- [Data to examine]:

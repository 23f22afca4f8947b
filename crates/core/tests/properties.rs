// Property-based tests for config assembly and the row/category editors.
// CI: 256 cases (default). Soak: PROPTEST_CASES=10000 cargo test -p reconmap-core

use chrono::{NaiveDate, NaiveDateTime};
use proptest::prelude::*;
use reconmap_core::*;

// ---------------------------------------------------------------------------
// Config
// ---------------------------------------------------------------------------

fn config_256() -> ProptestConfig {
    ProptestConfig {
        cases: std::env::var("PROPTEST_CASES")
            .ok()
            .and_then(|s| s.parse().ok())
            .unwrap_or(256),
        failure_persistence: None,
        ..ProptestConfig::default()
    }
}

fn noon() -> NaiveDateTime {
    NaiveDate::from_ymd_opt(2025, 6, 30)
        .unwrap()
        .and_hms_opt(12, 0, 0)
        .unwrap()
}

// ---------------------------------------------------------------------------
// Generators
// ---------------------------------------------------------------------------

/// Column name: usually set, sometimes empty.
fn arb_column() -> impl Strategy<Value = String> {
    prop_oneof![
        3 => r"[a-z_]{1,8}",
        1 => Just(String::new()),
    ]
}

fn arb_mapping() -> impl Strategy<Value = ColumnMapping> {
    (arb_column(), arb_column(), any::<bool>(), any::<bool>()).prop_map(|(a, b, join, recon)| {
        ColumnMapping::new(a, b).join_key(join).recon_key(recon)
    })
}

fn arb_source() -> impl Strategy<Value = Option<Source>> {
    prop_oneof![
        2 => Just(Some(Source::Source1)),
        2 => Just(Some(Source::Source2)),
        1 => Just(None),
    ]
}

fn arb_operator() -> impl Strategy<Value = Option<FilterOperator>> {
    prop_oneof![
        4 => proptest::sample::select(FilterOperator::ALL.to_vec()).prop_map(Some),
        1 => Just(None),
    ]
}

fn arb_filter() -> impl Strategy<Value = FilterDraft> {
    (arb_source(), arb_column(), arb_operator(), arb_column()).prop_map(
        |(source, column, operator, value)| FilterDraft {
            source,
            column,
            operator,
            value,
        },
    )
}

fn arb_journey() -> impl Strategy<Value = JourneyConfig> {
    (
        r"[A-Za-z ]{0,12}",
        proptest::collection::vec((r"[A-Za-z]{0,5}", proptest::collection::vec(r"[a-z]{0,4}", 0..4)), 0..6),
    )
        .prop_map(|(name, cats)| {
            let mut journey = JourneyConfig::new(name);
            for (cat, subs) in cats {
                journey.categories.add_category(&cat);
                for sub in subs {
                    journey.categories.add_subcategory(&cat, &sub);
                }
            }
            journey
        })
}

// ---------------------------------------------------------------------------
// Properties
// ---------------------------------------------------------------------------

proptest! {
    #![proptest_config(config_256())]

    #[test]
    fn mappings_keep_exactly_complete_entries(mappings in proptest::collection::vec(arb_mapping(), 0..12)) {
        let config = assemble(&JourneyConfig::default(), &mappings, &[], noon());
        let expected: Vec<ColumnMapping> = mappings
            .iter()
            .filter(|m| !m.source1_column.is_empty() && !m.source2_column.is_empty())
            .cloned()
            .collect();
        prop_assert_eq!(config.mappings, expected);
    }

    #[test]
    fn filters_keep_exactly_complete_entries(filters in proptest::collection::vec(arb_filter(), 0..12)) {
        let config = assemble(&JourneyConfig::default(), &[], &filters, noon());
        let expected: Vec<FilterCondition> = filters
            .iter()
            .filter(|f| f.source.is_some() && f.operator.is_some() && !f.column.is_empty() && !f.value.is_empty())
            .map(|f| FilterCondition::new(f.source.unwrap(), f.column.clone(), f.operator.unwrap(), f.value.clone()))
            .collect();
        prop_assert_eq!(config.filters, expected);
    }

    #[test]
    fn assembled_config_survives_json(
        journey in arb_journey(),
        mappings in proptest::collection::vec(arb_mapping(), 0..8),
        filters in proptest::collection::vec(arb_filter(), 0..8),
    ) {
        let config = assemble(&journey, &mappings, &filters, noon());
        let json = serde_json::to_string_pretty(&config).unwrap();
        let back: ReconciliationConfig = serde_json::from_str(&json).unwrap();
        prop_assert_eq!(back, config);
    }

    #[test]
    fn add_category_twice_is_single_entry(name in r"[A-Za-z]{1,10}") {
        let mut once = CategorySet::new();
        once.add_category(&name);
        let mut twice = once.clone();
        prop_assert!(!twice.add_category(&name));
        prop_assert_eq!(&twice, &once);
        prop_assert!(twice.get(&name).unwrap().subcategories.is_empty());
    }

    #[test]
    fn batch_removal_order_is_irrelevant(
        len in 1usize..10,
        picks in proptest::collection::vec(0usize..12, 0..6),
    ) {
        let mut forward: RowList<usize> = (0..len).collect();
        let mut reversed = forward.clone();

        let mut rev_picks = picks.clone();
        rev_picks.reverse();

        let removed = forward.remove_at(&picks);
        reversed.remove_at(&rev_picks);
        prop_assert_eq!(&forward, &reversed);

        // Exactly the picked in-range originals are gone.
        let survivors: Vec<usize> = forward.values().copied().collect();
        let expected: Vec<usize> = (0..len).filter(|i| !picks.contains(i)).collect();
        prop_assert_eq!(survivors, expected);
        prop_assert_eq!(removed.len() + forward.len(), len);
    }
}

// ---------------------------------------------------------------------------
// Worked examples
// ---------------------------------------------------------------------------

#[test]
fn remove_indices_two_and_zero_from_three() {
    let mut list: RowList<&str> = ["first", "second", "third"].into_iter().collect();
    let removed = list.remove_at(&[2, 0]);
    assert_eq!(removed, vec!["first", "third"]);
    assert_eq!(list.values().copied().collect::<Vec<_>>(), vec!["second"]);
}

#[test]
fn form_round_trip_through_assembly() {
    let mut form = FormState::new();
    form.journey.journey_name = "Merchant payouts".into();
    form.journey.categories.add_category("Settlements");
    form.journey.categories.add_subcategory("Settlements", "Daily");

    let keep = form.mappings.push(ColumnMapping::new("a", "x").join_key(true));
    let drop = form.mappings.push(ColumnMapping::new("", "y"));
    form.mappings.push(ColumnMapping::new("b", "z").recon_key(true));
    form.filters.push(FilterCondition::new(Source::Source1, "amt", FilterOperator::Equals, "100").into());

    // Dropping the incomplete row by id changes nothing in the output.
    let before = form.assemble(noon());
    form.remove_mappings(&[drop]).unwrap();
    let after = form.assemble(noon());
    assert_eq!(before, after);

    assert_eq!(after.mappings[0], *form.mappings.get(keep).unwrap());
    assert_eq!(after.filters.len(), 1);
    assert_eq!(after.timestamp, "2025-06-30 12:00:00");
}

==

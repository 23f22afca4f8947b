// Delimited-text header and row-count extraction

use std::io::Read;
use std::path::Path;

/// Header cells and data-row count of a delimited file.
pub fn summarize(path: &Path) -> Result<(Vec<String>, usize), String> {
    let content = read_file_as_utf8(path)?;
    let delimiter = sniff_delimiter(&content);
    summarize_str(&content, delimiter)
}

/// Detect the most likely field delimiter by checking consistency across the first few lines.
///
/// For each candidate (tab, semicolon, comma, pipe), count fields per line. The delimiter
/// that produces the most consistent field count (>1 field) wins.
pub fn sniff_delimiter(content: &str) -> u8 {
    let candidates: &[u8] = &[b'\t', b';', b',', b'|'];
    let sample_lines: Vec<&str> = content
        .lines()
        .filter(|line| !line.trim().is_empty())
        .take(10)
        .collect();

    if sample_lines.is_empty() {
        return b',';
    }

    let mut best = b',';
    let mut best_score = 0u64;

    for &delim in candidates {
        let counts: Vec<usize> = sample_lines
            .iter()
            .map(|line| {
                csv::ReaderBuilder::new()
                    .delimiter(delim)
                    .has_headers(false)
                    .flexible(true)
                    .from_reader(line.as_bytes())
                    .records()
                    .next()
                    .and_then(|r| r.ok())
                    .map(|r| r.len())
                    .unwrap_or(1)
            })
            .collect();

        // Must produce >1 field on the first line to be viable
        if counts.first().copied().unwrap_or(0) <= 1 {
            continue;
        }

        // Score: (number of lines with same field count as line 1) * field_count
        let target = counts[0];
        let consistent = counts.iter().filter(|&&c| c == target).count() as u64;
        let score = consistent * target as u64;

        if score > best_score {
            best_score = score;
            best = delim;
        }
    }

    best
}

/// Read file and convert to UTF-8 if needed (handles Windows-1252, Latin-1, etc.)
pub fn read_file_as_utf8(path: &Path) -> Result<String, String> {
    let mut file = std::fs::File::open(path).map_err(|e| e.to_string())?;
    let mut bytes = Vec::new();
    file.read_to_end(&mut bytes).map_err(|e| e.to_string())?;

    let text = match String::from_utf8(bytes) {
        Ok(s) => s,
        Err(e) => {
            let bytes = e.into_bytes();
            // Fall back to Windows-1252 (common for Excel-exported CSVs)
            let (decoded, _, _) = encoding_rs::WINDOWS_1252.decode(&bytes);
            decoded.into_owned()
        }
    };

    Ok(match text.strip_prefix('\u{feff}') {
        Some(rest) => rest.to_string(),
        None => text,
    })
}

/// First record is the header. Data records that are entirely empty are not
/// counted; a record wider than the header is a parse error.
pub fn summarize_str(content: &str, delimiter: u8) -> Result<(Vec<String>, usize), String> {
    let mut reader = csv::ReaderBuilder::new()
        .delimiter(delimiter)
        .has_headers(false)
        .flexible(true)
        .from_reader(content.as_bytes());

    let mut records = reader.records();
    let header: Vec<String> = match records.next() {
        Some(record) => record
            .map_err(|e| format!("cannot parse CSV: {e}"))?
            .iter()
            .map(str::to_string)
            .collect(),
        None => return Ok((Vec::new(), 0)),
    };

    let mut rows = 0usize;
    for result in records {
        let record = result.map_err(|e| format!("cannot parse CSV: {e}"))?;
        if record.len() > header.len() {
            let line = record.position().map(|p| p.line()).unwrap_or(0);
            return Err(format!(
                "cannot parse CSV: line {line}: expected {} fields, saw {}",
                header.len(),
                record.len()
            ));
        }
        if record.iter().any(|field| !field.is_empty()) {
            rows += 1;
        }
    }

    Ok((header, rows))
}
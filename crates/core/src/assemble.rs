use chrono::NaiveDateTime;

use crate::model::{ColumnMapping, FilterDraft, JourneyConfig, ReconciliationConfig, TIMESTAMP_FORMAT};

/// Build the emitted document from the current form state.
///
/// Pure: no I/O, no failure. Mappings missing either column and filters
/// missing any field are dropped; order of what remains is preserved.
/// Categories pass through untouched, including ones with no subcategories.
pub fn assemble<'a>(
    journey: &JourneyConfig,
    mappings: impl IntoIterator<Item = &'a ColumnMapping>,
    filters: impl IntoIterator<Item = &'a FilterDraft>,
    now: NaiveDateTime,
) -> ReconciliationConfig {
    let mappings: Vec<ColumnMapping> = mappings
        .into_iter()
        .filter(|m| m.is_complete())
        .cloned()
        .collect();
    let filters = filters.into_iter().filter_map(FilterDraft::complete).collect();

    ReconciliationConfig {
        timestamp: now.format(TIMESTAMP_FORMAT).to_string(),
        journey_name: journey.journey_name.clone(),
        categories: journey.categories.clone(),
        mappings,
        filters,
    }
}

- [Required work]:
List every line from the entries above in which "reversed" appears.

- [Answer section]:
        let mut reversed = forward.clone();
        reversed.remove_at(&rev_picks);
        prop_assert_eq!(&forward, &reversed);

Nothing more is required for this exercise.